Anyway, I am now six novels deep into my attempt to read all of Herman Melville's novels in the order they were written. The scourge of high school students everywhere, Moby-Dick is probably one of the most written about and discussed books in world literature (certainly US literature). It's certainly the novel upon which Melville's reputation largely rests. So let's start unpacking what I think about this monolith.

First things first. My issue with Moby-Dick has always been my uncertainty as to whether the thematic depth of the novel is truly the result of careful and ambitious craftsmanship on Melville's part, revealing his absolute genius; or is it that the book was never quite 'finished' and that this patchy product ends up opening a lot of tantalizing doors that ultimately lead nowhere and add up to nothing, creating a thematic hall of mirrors for the reader to painstakingly make sense of. I'm not saying the book has nothing to say or is devoid of a theme (I think it has a very clear theme). However, I believe there is a lot of 'junk' - for lack of a better word - Melville left lying around or included for no particularly good reason. These red herrings and dead-ends are, at minimum, annoying and, at worst, make you question whether the book - and Melville - really deserve the accolades they have received.

From Melville's statements at the time and his reactions to meeting Nathaniel Hawthorne, it's pretty clear he was trying to craft something deeper in Moby-Dick than he felt he had done in his two prior novels (Redburn and White-Jacket). Since his last overt attempt at something 'artistic' was a hideously pretentious mess (Mardi), no one should be blamed for approaching Moby-Dick with scepticism (regardless of the hype).

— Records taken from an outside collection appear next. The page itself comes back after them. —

//! Locale components
//!
//! The locale picker tree: a section component composing a language and a
//! currency list, plus the `process` logic persisting the visitor's
//! selection into the session.

/// Locale picker section and its sub-parts
pub mod select;
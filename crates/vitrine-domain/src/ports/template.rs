//! Template rendering port

use crate::error::Result;
use crate::view::View;

/// File-based template engine
///
/// Template paths are relative to the layouts root, e.g.
/// `locale/select/body-standard.html`. Fallback through candidate lists is
/// the caller's job (via [`exists`](TemplateEngine::exists)); the engine only
/// renders a path it is given.
pub trait TemplateEngine: Send + Sync {
    /// Render the template at `path` with the data of the given view
    fn render(&self, path: &str, view: &View) -> Result<String>;

    /// Whether a template exists under the given path
    fn exists(&self, path: &str) -> bool;
}
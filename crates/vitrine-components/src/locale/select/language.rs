//! Language list of the locale picker
//!
//! Renders the selectable languages from the selection data the parent
//! section seeds into the view. The component has no sub-parts of its own
//! by default, but honors a configured `subparts` list like every node.

use serde_json::Value;

use vitrine_application::registry::{COMPONENTS, ComponentEntry};
use vitrine_application::{Component, Composite, Context};
use vitrine_domain::error::Result;
use vitrine_domain::view::View;

const CLIENT_TYPE: &str = "locale/select/language";
const SUBPARTS: &[&str] = &[];

/// View key holding the concatenated sub-part body markup
pub const VIEW_LANGUAGE_BODY: &str = "select_language_body";

/// Language list component
pub struct LanguageClient {
    base: Composite,
}

impl LanguageClient {
    /// Create the component over the given service context
    pub fn new(context: Context) -> Self {
        Self {
            base: Composite::new(context, CLIENT_TYPE, SUBPARTS),
        }
    }
}

impl Component for LanguageClient {
    fn client_type(&self) -> &str {
        self.base.client_type()
    }

    fn body(&self, uid: &str, view: &mut View) -> Result<String> {
        let html = match self.base.body_parts(uid, view) {
            Ok(html) => html,
            Err(err) => {
                self.base.report(err, view);
                String::new()
            }
        };
        view.set(VIEW_LANGUAGE_BODY, Value::String(html));

        let defaults = ["locale/select/language-body-standard.html".to_string()];
        self.base.render(view, "template-body", &defaults)
    }

    fn header(&self, uid: &str, view: &mut View) -> Result<Option<String>> {
        // No head-section contribution beyond the sub-parts.
        Ok(self.base.swallow_header(self.base.header_parts(uid, view)))
    }

    fn process(&self, view: &mut View) -> Result<()> {
        self.base.process_parts(view)
    }

    fn sub_client(&self, client_type: &str, name: Option<&str>) -> Result<Box<dyn Component>> {
        self.base.create_sub_client(client_type, name)
    }
}

// ============================================================================
// Auto-registration via linkme
// ============================================================================

#[linkme::distributed_slice(COMPONENTS)]
static LOCALE_SELECT_LANGUAGE: ComponentEntry = ComponentEntry {
    client_type: "locale/select/language",
    name: "Standard",
    description: "Language list of the locale picker",
    factory: |context| Ok(Box::new(LanguageClient::new(context.clone()))),
};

Moby-Dick starts off as Melville's most atmospheric work to date. The story of Ishmael, who seems very much like the main character in Redburn in terms of situation, seeks out a whaling ship and comes upon the Pequod. Everything about his arrival in town and what he does there is full of drear foreshadowing. Humor, as well as Melville's always bracing narratives about sailors and the sea, breaks up the mood at times, but you never get away from the sense that something mysterious and dark is lurking under the surface. There are paintings that vaguely display destruction at sea, eulogies for dead seamen, warnings from madmen, dark shadowy figures on the Pequod. The mood Melville weaves is a spellbinding additional layer to his traditional storytelling, and is so well done that you clearly feel you are in the presence of a great writer.

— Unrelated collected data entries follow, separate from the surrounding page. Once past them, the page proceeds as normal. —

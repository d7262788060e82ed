//! Configuration lookup port

use crate::error::Result;

/// Read-only configuration store queried through slash-delimited paths
///
/// Paths look like `client/html/locale/select/subparts`. Values are either
/// strings or lists of strings; a value of the wrong shape is a
/// configuration error, an absent value is `None`. The engine never writes
/// configuration.
pub trait ConfigStore: Send + Sync {
    /// Look up a string value
    ///
    /// Returns `Err` when the path exists but does not hold a string.
    fn get_string(&self, path: &str) -> Result<Option<String>>;

    /// Look up a list of strings
    ///
    /// Returns `Err` when the path exists but does not hold a list of
    /// strings.
    fn get_list(&self, path: &str) -> Result<Option<Vec<String>>>;
}
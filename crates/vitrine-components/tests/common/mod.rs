//! Shared fixtures: on-disk layouts and a context over the real adapters

#![allow(dead_code)]

use std::fs;
use std::path::Path;

use serde_json::Value;

use vitrine_application::Context;
use vitrine_domain::value_objects::LocaleItem;
use vitrine_infrastructure::config::{AppConfig, LocaleConfig};
use vitrine_infrastructure::build_context;

/// Write template files below a layouts root
pub fn write_layouts(dir: &Path, files: &[(&str, &str)]) {
    for (path, content) in files {
        let full = dir.join(path);
        fs::create_dir_all(full.parent().unwrap()).unwrap();
        fs::write(full, content).unwrap();
    }
}

/// Assemble a context over real adapters for the given fixtures
pub fn test_context(layouts: &Path, client: Value, items: Vec<LocaleItem>) -> Context {
    let config = AppConfig {
        layouts: layouts.to_path_buf(),
        client,
        locale: LocaleConfig {
            items,
            ..LocaleConfig::default()
        },
        ..AppConfig::default()
    };
    build_context(&config).unwrap()
}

Part of this beginning includes the much discussed two-men-in-a-bed scene between Ishmael and Queequeg. While I'm the first to argue that Melville was at least bi, I think people make far too much of this scene. Sure it's homoerotic, but there are other passages in Melville's writing that far more convincingly suggest the direction of his sexuality and that he was trying to communicate under the radar to any reader who could pick up on gay code. Anyway, now that the elephant in the middle of that room is dealt with, let's move on. The main purpose of Queequeg, in my mind, is an extension of Melville's theme of civilization versus 'the natural man'. Since Queequeg is a non-character once the Pequod goes to sea, I think it's safe to say that's where he begins and ends. Again, this an example of Melville starting something and then going nowhere with it both in terms of characterization and theme. What was the point of developing Queequeg as a character in such detail only to completely ignore him for the remaining two-thirds to three-quarters of the book?

For all this, Moby-Dick initially moves pretty well. At the same time, you can pick up Melville's theme starting to take shape like an evil fog just at the edge of your field of vision. This heightens the dread to a sharp edge. However, about 24 chapters into Moby-Dick, the Pequod sails. At this point, Melville shifts tone, focus, drops his storyline, and even kicks his structure to the curb as he enters into dozens of chapters that may or may not have anything to do with anything.

He has several opinion pieces (e.g., C.24 'The Advocate'). Some of them are interesting, of course, but others (C.32 'Cetology') are excessive and stultifying drab. There's a few chapters introducing the remaining main characters: Starbuck, Daggoo, Stubb, Tashtego, Flask, and ultimately Ahab. But Melville only gets back to his story around C.36 ('The Quarter-Deck') with Ahab's ever famous speech of intent to hunt the White Whale because the whale took off his leg. It's clear Ahab hasn't got both oars in the water (like my nautical imagery?) but most of the crew goes along gleefully with his vendetta which is sealed with an almost demonic religious rite, of a consecration. It's a very powerful scene that deserves its hallowed place in literary history.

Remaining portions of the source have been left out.